People using aged care services, particularly residential aged care, are now frailer and have more complex needs, with one third approaching end of life at the time they enter care. The Royal Commission highlighted the need for improved integration between health and aged care services in order to meet their needs.  While nursing and personal care staff levels will be enhanced, there is no real strategy about how the range of allied health skills needed (physiotherapy, pharmacy, speech pathology etc.) will be incorporated into the existing mix.

The government response continues to treat aged care as a silo separated off from health care. The privatisation of Aged Care Assessment Teams (ACATs) is back onto the agenda under the guise of a ‘single assessment framework’, despite the agreement by Health Ministers in February 2020 that this would not proceed.  The core problem here is that the Commonwealth is in its comfort zone when it treats aged care simply as a financial transfer program and not as a complex human service delivery system.  As with any financial transfer program, ‘assessment’ is used to determine eligibility rather than what people actually need.

Conclusion – who are the winners?

While there are obvious wins for older people and their families in the budget and in the government response to the ACRC, the other real winners are Commonwealth public servants and private aged care providers.  Many of the government responses to the ACRC are initiatives that Commonwealth public servants were already pursuing. These have simply been repackaged as part of the government response.

For aged care providers, the outcome is largely business as usual, albeit with better funding. While more regulation and oversight is proposed, the sector has a history of successfully watering down such measures within no time at all. There is no reason to assume it will be any different this time.
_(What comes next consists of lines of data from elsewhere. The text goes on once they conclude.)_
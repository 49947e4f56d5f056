//! Client side of signup: form state, the HTTP client for `/auth/signup`,
//! and the page controller that ties them to navigation and session state.

pub mod api;
pub mod form;
pub mod page;

pub use api::{HttpSignupApi, SignupApi, SignupReply};
pub use form::{Effect, Field, FormEvent, FormState, Phase};
pub use page::{Navigator, SessionCache, SignupPage};
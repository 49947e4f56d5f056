//! In-process backends for local development and tests. Nothing survives a
//! restart.

use async_trait::async_trait;
use dashmap::{mapref::entry::Entry, DashMap};
use time::OffsetDateTime;
use uuid::Uuid;

use crate::auth::repo::{SignupStore, StoreError};
use crate::auth::repo_types::{NewProfile, ProfileRow, TermsAgreementRow};
use crate::identity::{IdentityError, IdentityProvider};

/// Issues identities keyed by case-folded email. Credentials are not
/// retained: there is no login surface behind this provider.
#[derive(Default)]
pub struct MemoryIdentityProvider {
    by_email: DashMap<String, Uuid>,
}

impl MemoryIdentityProvider {
    pub fn new() -> Self {
        Self::default()
    }

    pub fn contains_email(&self, email: &str) -> bool {
        self.by_email.contains_key(&email.to_lowercase())
    }

    pub fn len(&self) -> usize {
        self.by_email.len()
    }

    pub fn is_empty(&self) -> bool {
        self.by_email.is_empty()
    }
}

#[async_trait]
impl IdentityProvider for MemoryIdentityProvider {
    async fn create_identity(&self, email: &str, _password: &str) -> Result<Uuid, IdentityError> {
        match self.by_email.entry(email.to_lowercase()) {
            Entry::Occupied(_) => Err(IdentityError::AlreadyRegistered),
            Entry::Vacant(slot) => {
                let id = Uuid::new_v4();
                slot.insert(id);
                Ok(id)
            }
        }
    }

    async fn delete_identity(&self, id: Uuid) -> anyhow::Result<()> {
        self.by_email.retain(|_, v| *v != id);
        Ok(())
    }
}

#[derive(Default)]
pub struct MemorySignupStore {
    profiles: DashMap<Uuid, ProfileRow>,
    agreements: DashMap<Uuid, TermsAgreementRow>,
}

impl MemorySignupStore {
    pub fn new() -> Self {
        Self::default()
    }

    pub fn profile(&self, id: Uuid) -> Option<ProfileRow> {
        self.profiles.get(&id).map(|r| r.value().clone())
    }

    pub fn profile_count(&self) -> usize {
        self.profiles.len()
    }

    pub fn agreement_count(&self) -> usize {
        self.agreements.len()
    }
}

#[async_trait]
impl SignupStore for MemorySignupStore {
    async fn insert_profile(&self, profile: &NewProfile) -> Result<ProfileRow, StoreError> {
        match self.profiles.entry(profile.id) {
            Entry::Occupied(_) => Err(StoreError::UniqueViolation),
            Entry::Vacant(slot) => {
                let now = OffsetDateTime::now_utc();
                let row = ProfileRow {
                    id: profile.id,
                    email: profile.email.clone(),
                    role: profile.role.as_str().to_string(),
                    name: profile.name.clone(),
                    phone_number: Some(profile.phone_number.clone()),
                    created_at: now,
                    updated_at: now,
                };
                slot.insert(row.clone());
                Ok(row)
            }
        }
    }

    async fn insert_agreement(
        &self,
        user_id: Uuid,
    ) -> Result<Option<TermsAgreementRow>, StoreError> {
        if !self.profiles.contains_key(&user_id) {
            return Err(StoreError::ForeignKeyViolation);
        }
        match self.agreements.entry(user_id) {
            Entry::Occupied(_) => Ok(None),
            Entry::Vacant(slot) => {
                let row = TermsAgreementRow {
                    id: Uuid::new_v4(),
                    user_id,
                    agreed_at: OffsetDateTime::now_utc(),
                };
                slot.insert(row.clone());
                Ok(Some(row))
            }
        }
    }
}
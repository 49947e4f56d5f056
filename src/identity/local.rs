use anyhow::Context;
use async_trait::async_trait;
use sqlx::PgPool;
use tracing::{debug, error};
use uuid::Uuid;

use super::{password::hash_password, IdentityError, IdentityProvider};

/// Credentials kept in the application's own Postgres database
/// (`auth_identities`), hashed with argon2.
#[derive(Clone)]
pub struct LocalIdentityProvider {
    db: PgPool,
}

impl LocalIdentityProvider {
    pub fn new(db: PgPool) -> Self {
        Self { db }
    }
}

#[async_trait]
impl IdentityProvider for LocalIdentityProvider {
    async fn create_identity(&self, email: &str, password: &str) -> Result<Uuid, IdentityError> {
        let plain = password.to_string();
        let hash = tokio::task::spawn_blocking(move || hash_password(&plain))
            .await
            .context("join password hasher")??;

        let inserted = sqlx::query_scalar::<_, Uuid>(
            r#"
            INSERT INTO auth_identities (email, password_hash)
            VALUES ($1, $2)
            RETURNING id
            "#,
        )
        .bind(email)
        .bind(&hash)
        .fetch_one(&self.db)
        .await;

        match inserted {
            Ok(id) => {
                debug!(user_id = %id, "local identity created");
                Ok(id)
            }
            Err(sqlx::Error::Database(db)) if db.is_unique_violation() => {
                Err(IdentityError::AlreadyRegistered)
            }
            Err(e) => {
                error!(error = %e, "insert auth_identities failed");
                Err(IdentityError::Rejected(e.to_string()))
            }
        }
    }

    async fn delete_identity(&self, id: Uuid) -> anyhow::Result<()> {
        sqlx::query(r#"DELETE FROM auth_identities WHERE id = $1"#)
            .bind(id)
            .execute(&self.db)
            .await
            .context("delete auth_identities")?;
        Ok(())
    }
}
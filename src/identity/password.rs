use argon2::{
    password_hash::{PasswordHasher, SaltString},
    Argon2,
};
use rand::rngs::OsRng;

/// PHC string stored in `auth_identities.password_hash`. CPU bound; callers
/// on the runtime go through `spawn_blocking`.
pub fn hash_password(plain: &str) -> anyhow::Result<String> {
    let salt = SaltString::generate(&mut OsRng);
    Argon2::default()
        .hash_password(plain.as_bytes(), &salt)
        .map(|phc| phc.to_string())
        .map_err(|e| anyhow::anyhow!("hash credential: {e}"))
}
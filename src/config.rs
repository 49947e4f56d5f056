use serde::Deserialize;

#[derive(Debug, Clone, Copy, PartialEq, Eq, Deserialize)]
#[serde(rename_all = "lowercase")]
pub enum StoreBackend {
    Postgres,
    Memory,
}

#[derive(Debug, Clone, Deserialize)]
pub struct SupabaseConfig {
    pub url: String,
    pub anon_key: String,
    pub service_role_key: Option<String>,
}

#[derive(Debug, Clone, Deserialize)]
pub enum IdentityBackend {
    /// argon2 credentials in the `auth_identities` table.
    Local,
    Supabase(SupabaseConfig),
    Memory,
}

#[derive(Debug, Clone, Deserialize)]
pub struct AppConfig {
    pub host: String,
    pub port: u16,
    pub database_url: Option<String>,
    pub db_max_connections: u32,
    pub store: StoreBackend,
    pub identity: IdentityBackend,
}

fn env_opt(key: &str) -> Option<String> {
    std::env::var(key).ok().filter(|v| !v.trim().is_empty())
}

impl AppConfig {
    pub fn from_env() -> anyhow::Result<Self> {
        let store = match env_opt("STORE_BACKEND").as_deref() {
            None | Some("postgres") => StoreBackend::Postgres,
            Some("memory") => StoreBackend::Memory,
            Some(other) => anyhow::bail!("unknown STORE_BACKEND {other:?}"),
        };

        let identity = match env_opt("IDENTITY_PROVIDER").as_deref() {
            None | Some("local") => IdentityBackend::Local,
            Some("memory") => IdentityBackend::Memory,
            Some("supabase") => IdentityBackend::Supabase(SupabaseConfig {
                url: std::env::var("SUPABASE_URL")?,
                anon_key: std::env::var("SUPABASE_ANON_KEY")?,
                service_role_key: env_opt("SUPABASE_SERVICE_ROLE_KEY"),
            }),
            Some(other) => anyhow::bail!("unknown IDENTITY_PROVIDER {other:?}"),
        };

        let cfg = Self {
            host: std::env::var("APP_HOST").unwrap_or_else(|_| "0.0.0.0".into()),
            port: std::env::var("APP_PORT")
                .ok()
                .and_then(|v| v.parse::<u16>().ok())
                .unwrap_or(8080),
            database_url: env_opt("DATABASE_URL"),
            db_max_connections: std::env::var("DB_MAX_CONNECTIONS")
                .ok()
                .and_then(|v| v.parse::<u32>().ok())
                .unwrap_or(10),
            store,
            identity,
        };
        if cfg.needs_database() && cfg.database_url.is_none() {
            anyhow::bail!("DATABASE_URL is required for the postgres store or local identities");
        }
        Ok(cfg)
    }

    /// Fully in-process configuration; no database, no network.
    pub fn in_memory() -> Self {
        Self {
            host: "127.0.0.1".into(),
            port: 0,
            database_url: None,
            db_max_connections: 1,
            store: StoreBackend::Memory,
            identity: IdentityBackend::Memory,
        }
    }

    /// Backend name for logs; never exposes keys.
    pub fn identity_kind(&self) -> &'static str {
        match self.identity {
            IdentityBackend::Local => "local",
            IdentityBackend::Supabase(_) => "supabase",
            IdentityBackend::Memory => "memory",
        }
    }

    pub fn needs_database(&self) -> bool {
        self.store == StoreBackend::Postgres || matches!(self.identity, IdentityBackend::Local)
    }
}
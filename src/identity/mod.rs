//! Identity providers: the collaborator that binds an email/password
//! credential to an opaque user id.

use async_trait::async_trait;
use uuid::Uuid;

pub mod local;
pub mod password;
pub mod supabase;

#[derive(Debug, thiserror::Error)]
pub enum IdentityError {
    #[error("email already registered")]
    AlreadyRegistered,
    #[error("provider response carried no usable identifier")]
    MissingIdentifier,
    #[error("provider rejected identity: {0}")]
    Rejected(String),
    #[error(transparent)]
    Transport(#[from] anyhow::Error),
}

#[async_trait]
pub trait IdentityProvider: Send + Sync {
    async fn create_identity(&self, email: &str, password: &str) -> Result<Uuid, IdentityError>;

    /// Removes an identity created by [`create_identity`](Self::create_identity).
    /// Used to undo a signup whose profile row could not be written.
    async fn delete_identity(&self, id: Uuid) -> anyhow::Result<()>;
}
use std::collections::VecDeque;
use std::sync::Arc;

use async_trait::async_trait;
use tokio::task::JoinHandle;
use tracing::{debug, warn};

use super::api::{SignupApi, SignupReply};
use super::form::{Effect, FormEvent, FormState};

pub trait Navigator: Send + Sync {
    fn push(&self, path: &str);
    fn replace(&self, path: &str);
}

/// Locally cached authentication state.
#[async_trait]
pub trait SessionCache: Send + Sync {
    fn is_authenticated(&self) -> bool;
    async fn refresh(&self) -> anyhow::Result<()>;
}

/// Drives a [`FormState`] and runs its effects. Dropping the page cancels a
/// pending post-signup redirect.
pub struct SignupPage {
    state: FormState,
    api: Arc<dyn SignupApi>,
    session: Arc<dyn SessionCache>,
    navigator: Arc<dyn Navigator>,
    redirect: Option<JoinHandle<()>>,
}

impl SignupPage {
    /// Returns `None` for an authenticated visitor, who is sent to
    /// `redirected_from` (or `/`) instead of seeing the form.
    pub fn mount(
        api: Arc<dyn SignupApi>,
        session: Arc<dyn SessionCache>,
        navigator: Arc<dyn Navigator>,
        redirected_from: Option<&str>,
    ) -> Option<Self> {
        if session.is_authenticated() {
            navigator.replace(redirected_from.unwrap_or("/"));
            return None;
        }
        Some(Self {
            state: FormState::default(),
            api,
            session,
            navigator,
            redirect: None,
        })
    }

    pub fn state(&self) -> &FormState {
        &self.state
    }

    pub fn redirect_pending(&self) -> bool {
        self.redirect.as_ref().is_some_and(|h| !h.is_finished())
    }

    /// Apply `event` and every event its effects produce.
    pub async fn dispatch(&mut self, event: FormEvent) {
        let mut queue = VecDeque::from([event]);
        while let Some(event) = queue.pop_front() {
            let (next, effects) = std::mem::take(&mut self.state).apply(event);
            self.state = next;
            for effect in effects {
                if let Some(reply) = self.run(effect).await {
                    queue.push_back(reply);
                }
            }
        }
    }

    async fn run(&mut self, effect: Effect) -> Option<FormEvent> {
        match effect {
            Effect::SendSignup(req) => Some(match self.api.signup(&req).await {
                Ok(SignupReply::Accepted(res)) => {
                    debug!(user_id = %res.user.id, "signup accepted");
                    FormEvent::ServerAccepted
                }
                Ok(SignupReply::Rejected { message }) => FormEvent::ServerRejected { message },
                Err(e) => {
                    warn!(error = %e, "signup request failed");
                    FormEvent::TransportFailed
                }
            }),
            Effect::RefreshSession => {
                if let Err(e) = self.session.refresh().await {
                    warn!(error = %e, "session refresh failed");
                }
                None
            }
            Effect::ScheduleRedirect { after, to } => {
                if let Some(prev) = self.redirect.take() {
                    prev.abort();
                }
                let navigator = self.navigator.clone();
                self.redirect = Some(tokio::spawn(async move {
                    tokio::time::sleep(after).await;
                    navigator.push(to);
                }));
                None
            }
        }
    }
}

impl Drop for SignupPage {
    fn drop(&mut self) {
        if let Some(handle) = self.redirect.take() {
            handle.abort();
        }
    }
}
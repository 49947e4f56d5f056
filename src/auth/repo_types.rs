use sqlx::FromRow;
use time::OffsetDateTime;
use uuid::Uuid;

use crate::auth::dto::{Role, TermsAgreement, UserProfile};

/// Profile fields written at signup.
#[derive(Debug, Clone)]
pub struct NewProfile {
    pub id: Uuid,
    pub email: String,
    pub role: Role,
    pub name: String,
    pub phone_number: String,
}

/// Row of the `users` table.
#[derive(Debug, Clone, FromRow)]
pub struct ProfileRow {
    pub id: Uuid,
    pub email: String,
    pub role: String,
    pub name: String,
    pub phone_number: Option<String>,
    pub created_at: OffsetDateTime,
    pub updated_at: OffsetDateTime,
}

/// Row of the `terms_agreements` table.
#[derive(Debug, Clone, FromRow)]
pub struct TermsAgreementRow {
    pub id: Uuid,
    pub user_id: Uuid,
    pub agreed_at: OffsetDateTime,
}

impl ProfileRow {
    /// `None` when the stored role is outside the known set.
    pub fn into_profile(self) -> Option<UserProfile> {
        Some(UserProfile {
            id: self.id,
            email: self.email,
            role: Role::parse(&self.role)?,
            name: self.name,
            phone_number: self.phone_number,
            created_at: self.created_at,
            updated_at: self.updated_at,
        })
    }
}

impl From<TermsAgreementRow> for TermsAgreement {
    fn from(r: TermsAgreementRow) -> Self {
        Self {
            id: r.id,
            user_id: r.user_id,
            agreed_at: r.agreed_at,
        }
    }
}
The three big strategic reforms that were required to really fix aged care were not addressed adequately by the ACRC and they have not been addressed in the government response. We cannot fix the aged care system until we recognise that aged care must be a public good and not just a competitive market.  We cannot fix the aged care system until we improve funding accountability and regulate profit. And we cannot fix the aged care system until we improve models of care by better integration of aged care and health care.

These issues, along with others, must inevitably be addressed to ensure that Australia’s aged care system develops into a universal system of care and support that is needs-based, safe, kind, respectful and affordable. They remain on the table as key issues for the next election or beyond.